* [YOUR OBJECTIVE]:
Print the listing once more, exactly as written.
*** Opening of TASK INPUTS ***
#![forbid(unsafe_code)]

//! Cell types and invariants.
//!
//! The `Cell` is the fundamental unit of the terminal grid:
//!
//! ```text
//! Cell {
//!     content: CellContent,  // 4 bytes - packed char
//!     fg: PackedRgba,        // 4 bytes - foreground color
//!     bg: PackedRgba,        // 4 bytes - background color
//!     attrs: CellAttrs,      // 4 bytes - style flags
//! }
//! ```
//!
//! Every cell in this widget set holds at most one Unicode scalar of
//! display width 1; multi-codepoint clusters and wide glyphs are rejected
//! at the widget layer, so no interning pool or continuation markers are
//! needed here.

use bitflags::bitflags;
use unicode_width::UnicodeWidthChar;

/// Cell content: a single Unicode scalar packed into 4 bytes.
///
/// Value `0` is the `EMPTY` sentinel (NUL is not printable content).
#[derive(Clone, Copy, PartialEq, Eq, Hash)]
#[repr(transparent)]
pub struct CellContent(u32);

impl CellContent {
    /// Empty cell content (no character).
    pub const EMPTY: Self = Self(0);

    /// Create content from a single Unicode character.
    #[inline]
    pub const fn from_char(c: char) -> Self {
        Self(c as u32)
    }

    /// Check if this cell is empty.
    #[inline]
    pub const fn is_empty(self) -> bool {
        self.0 == Self::EMPTY.0
    }

    /// Extract the character, or `None` for an empty cell.
    #[inline]
    pub fn as_char(self) -> Option<char> {
        if self.is_empty() {
            None
        } else {
            char::from_u32(self.0)
        }
    }

    /// Display width of this content (0 for empty).
    #[inline]
    pub fn width(self) -> usize {
        match self.as_char() {
            Some(c) => UnicodeWidthChar::width(c).unwrap_or(0),
            None => 0,
        }
    }

    /// Raw u32 value.
    #[inline]
    pub const fn raw(self) -> u32 {
        self.0
    }
}

impl Default for CellContent {
    fn default() -> Self {
        Self::EMPTY
    }
}

impl core::fmt::Debug for CellContent {
    fn fmt(&self, f: &mut core::fmt::Formatter<'_>) -> core::fmt::Result {
        if self.is_empty() {
            write!(f, "CellContent::EMPTY")
        } else if let Some(c) = self.as_char() {
            write!(f, "CellContent::Char({c:?})")
        } else {
            write!(f, "CellContent::Invalid({:#x})", self.0)
        }
    }
}

/// Packed RGBA color, `0xRRGGBBAA`.
///
/// Alpha 0 is the "terminal default color" sentinel: the presenter emits
/// no color sequence for it, leaving the terminal's own palette in charge.
#[derive(Clone, Copy, PartialEq, Eq, Hash, Default)]
#[repr(transparent)]
pub struct PackedRgba(u32);

impl PackedRgba {
    /// The terminal's default color (no override).
    pub const DEFAULT: Self = Self(0);

    /// Create an opaque color from RGB components.
    #[inline]
    pub const fn rgb(r: u8, g: u8, b: u8) -> Self {
        Self::rgba(r, g, b, 0xFF)
    }

    /// Create a color from RGBA components.
    #[inline]
    pub const fn rgba(r: u8, g: u8, b: u8, a: u8) -> Self {
        Self(((r as u32) << 24) | ((g as u32) << 16) | ((b as u32) << 8) | (a as u32))
    }

    /// Red component.
    #[inline]
    pub const fn r(self) -> u8 {
        (self.0 >> 24) as u8
    }

    /// Green component.
    #[inline]
    pub const fn g(self) -> u8 {
        (self.0 >> 16) as u8
    }

    /// Blue component.
    #[inline]
    pub const fn b(self) -> u8 {
        (self.0 >> 8) as u8
    }

    /// Alpha component.
    #[inline]
    pub const fn a(self) -> u8 {
        self.0 as u8
    }

    /// Check if this is the terminal-default sentinel.
    #[inline]
    pub const fn is_default(self) -> bool {
        self.a() == 0
    }
}

impl core::fmt::Debug for PackedRgba {
    fn fmt(&self, f: &mut core::fmt::Formatter<'_>) -> core::fmt::Result {
        write!(
            f,
            "PackedRgba(#{:02x}{:02x}{:02x}{:02x})",
            self.r(),
            self.g(),
            self.b(),
            self.a()
        )
    }
}

bitflags! {
    /// Text attribute flags.
    #[derive(Debug, Clone, Copy, PartialEq, Eq, Hash, Default)]
    pub struct StyleFlags: u16 {
        /// No attributes.
        const NONE          = 0;
        /// Bold / increased intensity.
        const BOLD          = 1 << 0;
        /// Dim / decreased intensity.
        const DIM           = 1 << 1;
        /// Italic.
        const ITALIC        = 1 << 2;
        /// Underline.
        const UNDERLINE     = 1 << 3;
        /// Reverse video.
        const REVERSE       = 1 << 4;
        /// Strikethrough.
        const STRIKETHROUGH = 1 << 5;
    }
}

/// Cell attribute word (style flags, with room to grow).
#[derive(Debug, Clone, Copy, PartialEq, Eq, Hash, Default)]
#[repr(transparent)]
pub struct CellAttrs(u16);

impl CellAttrs {
    /// Extract the style flags.
    #[inline]
    pub const fn flags(self) -> StyleFlags {
        StyleFlags::from_bits_truncate(self.0)
    }

    /// Return a copy with the given flags.
    #[inline]
    pub const fn with_flags(self, flags: StyleFlags) -> Self {
        Self(flags.bits())
    }
}

/// A single terminal cell.
#[derive(Debug, Clone, Copy, PartialEq, Eq, Default)]
pub struct Cell {
    /// The displayed content.
    pub content: CellContent,
    /// Foreground color.
    pub fg: PackedRgba,
    /// Background color.
    pub bg: PackedRgba,
    /// Attribute flags.
    pub attrs: CellAttrs,
}

impl Cell {
    /// Create a cell displaying a single character with default colors.
    #[inline]
    pub const fn from_char(c: char) -> Self {
        Self {
            content: CellContent::from_char(c),
            fg: PackedRgba::DEFAULT,
            bg: PackedRgba::DEFAULT,
            attrs: CellAttrs(0),
        }
    }

    /// Check if the cell has no content.
    #[inline]
    pub const fn is_empty(&self) -> bool {
        self.content.is_empty()
    }
}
*** Close of TASK INPUTS ***
* [TASK ANSWER]:
#![forbid(unsafe_code)]

//! Cell types and invariants.
//!
//! The `Cell` is the fundamental unit of the terminal grid:
//!
//! ```text
//! Cell {
//!     content: CellContent,  // 4 bytes - packed char
//!     fg: PackedRgba,        // 4 bytes - foreground color
//!     bg: PackedRgba,        // 4 bytes - background color
//!     attrs: CellAttrs,      // 4 bytes - style flags
//! }
//! ```
//!
//! Every cell in this widget set holds at most one Unicode scalar of
//! display width 1; multi-codepoint clusters and wide glyphs are rejected
//! at the widget layer, so no interning pool or continuation markers are
//! needed here.

use bitflags::bitflags;
use unicode_width::UnicodeWidthChar;

/// Cell content: a single Unicode scalar packed into 4 bytes.
///
/// Value `0` is the `EMPTY` sentinel (NUL is not printable content).
#[derive(Clone, Copy, PartialEq, Eq, Hash)]
#[repr(transparent)]
pub struct CellContent(u32);

impl CellContent {
    /// Empty cell content (no character).
    pub const EMPTY: Self = Self(0);

    /// Create content from a single Unicode character.
    #[inline]
    pub const fn from_char(c: char) -> Self {
        Self(c as u32)
    }

    /// Check if this cell is empty.
    #[inline]
    pub const fn is_empty(self) -> bool {
        self.0 == Self::EMPTY.0
    }

    /// Extract the character, or `None` for an empty cell.
    #[inline]
    pub fn as_char(self) -> Option<char> {
        if self.is_empty() {
            None
        } else {
            char::from_u32(self.0)
        }
    }

    /// Display width of this content (0 for empty).
    #[inline]
    pub fn width(self) -> usize {
        match self.as_char() {
            Some(c) => UnicodeWidthChar::width(c).unwrap_or(0),
            None => 0,
        }
    }

    /// Raw u32 value.
    #[inline]
    pub const fn raw(self) -> u32 {
        self.0
    }
}

impl Default for CellContent {
    fn default() -> Self {
        Self::EMPTY
    }
}

impl core::fmt::Debug for CellContent {
    fn fmt(&self, f: &mut core::fmt::Formatter<'_>) -> core::fmt::Result {
        if self.is_empty() {
            write!(f, "CellContent::EMPTY")
        } else if let Some(c) = self.as_char() {
            write!(f, "CellContent::Char({c:?})")
        } else {
            write!(f, "CellContent::Invalid({:#x})", self.0)
        }
    }
}

/// Packed RGBA color, `0xRRGGBBAA`.
///
/// Alpha 0 is the "terminal default color" sentinel: the presenter emits
/// no color sequence for it, leaving the terminal's own palette in charge.
#[derive(Clone, Copy, PartialEq, Eq, Hash, Default)]
#[repr(transparent)]
pub struct PackedRgba(u32);

impl PackedRgba {
    /// The terminal's default color (no override).
    pub const DEFAULT: Self = Self(0);

    /// Create an opaque color from RGB components.
    #[inline]
    pub const fn rgb(r: u8, g: u8, b: u8) -> Self {
        Self::rgba(r, g, b, 0xFF)
    }

    /// Create a color from RGBA components.
    #[inline]
    pub const fn rgba(r: u8, g: u8, b: u8, a: u8) -> Self {
        Self(((r as u32) << 24) | ((g as u32) << 16) | ((b as u32) << 8) | (a as u32))
    }

    /// Red component.
    #[inline]
    pub const fn r(self) -> u8 {
        (self.0 >> 24) as u8
    }

    /// Green component.
    #[inline]
    pub const fn g(self) -> u8 {
        (self.0 >> 16) as u8
    }

    /// Blue component.
    #[inline]
    pub const fn b(self) -> u8 {
        (self.0 >> 8) as u8
    }

    /// Alpha component.
    #[inline]
    pub const fn a(self) -> u8 {
        self.0 as u8
    }

    /// Check if this is the terminal-default sentinel.
    #[inline]
    pub const fn is_default(self) -> bool {
        self.a() == 0
    }
}

impl core::fmt::Debug for PackedRgba {
    fn fmt(&self, f: &mut core::fmt::Formatter<'_>) -> core::fmt::Result {
        write!(
            f,
            "PackedRgba(#{:02x}{:02x}{:02x}{:02x})",
            self.r(),
            self.g(),
            self.b(),
            self.a()
        )
    }
}

bitflags! {
    /// Text attribute flags.
    #[derive(Debug, Clone, Copy, PartialEq, Eq, Hash, Default)]
    pub struct StyleFlags: u16 {
        /// No attributes.
        const NONE          = 0;
        /// Bold / increased intensity.
        const BOLD          = 1 << 0;
        /// Dim / decreased intensity.
        const DIM           = 1 << 1;
        /// Italic.
        const ITALIC        = 1 << 2;
        /// Underline.
        const UNDERLINE     = 1 << 3;
        /// Reverse video.
        const REVERSE       = 1 << 4;
        /// Strikethrough.
        const STRIKETHROUGH = 1 << 5;
    }
}

/// Cell attribute word (style flags, with room to grow).
#[derive(Debug, Clone, Copy, PartialEq, Eq, Hash, Default)]
#[repr(transparent)]
pub struct CellAttrs(u16);

impl CellAttrs {
    /// Extract the style flags.
    #[inline]
    pub const fn flags(self) -> StyleFlags {
        StyleFlags::from_bits_truncate(self.0)
    }

    /// Return a copy with the given flags.
    #[inline]
    pub const fn with_flags(self, flags: StyleFlags) -> Self {
        Self(flags.bits())
    }
}

/// A single terminal cell.
#[derive(Debug, Clone, Copy, PartialEq, Eq, Default)]
pub struct Cell {
    /// The displayed content.
    pub content: CellContent,
    /// Foreground color.
    pub fg: PackedRgba,
    /// Background color.
    pub bg: PackedRgba,
    /// Attribute flags.
    pub attrs: CellAttrs,
}

impl Cell {
    /// Create a cell displaying a single character with default colors.
    #[inline]
    pub const fn from_char(c: char) -> Self {
        Self {
            content: CellContent::from_char(c),
            fg: PackedRgba::DEFAULT,
            bg: PackedRgba::DEFAULT,
            attrs: CellAttrs(0),
        }
    }

    /// Check if the cell has no content.
    #[inline]
    pub const fn is_empty(&self) -> bool {
        self.content.is_empty()
    }
}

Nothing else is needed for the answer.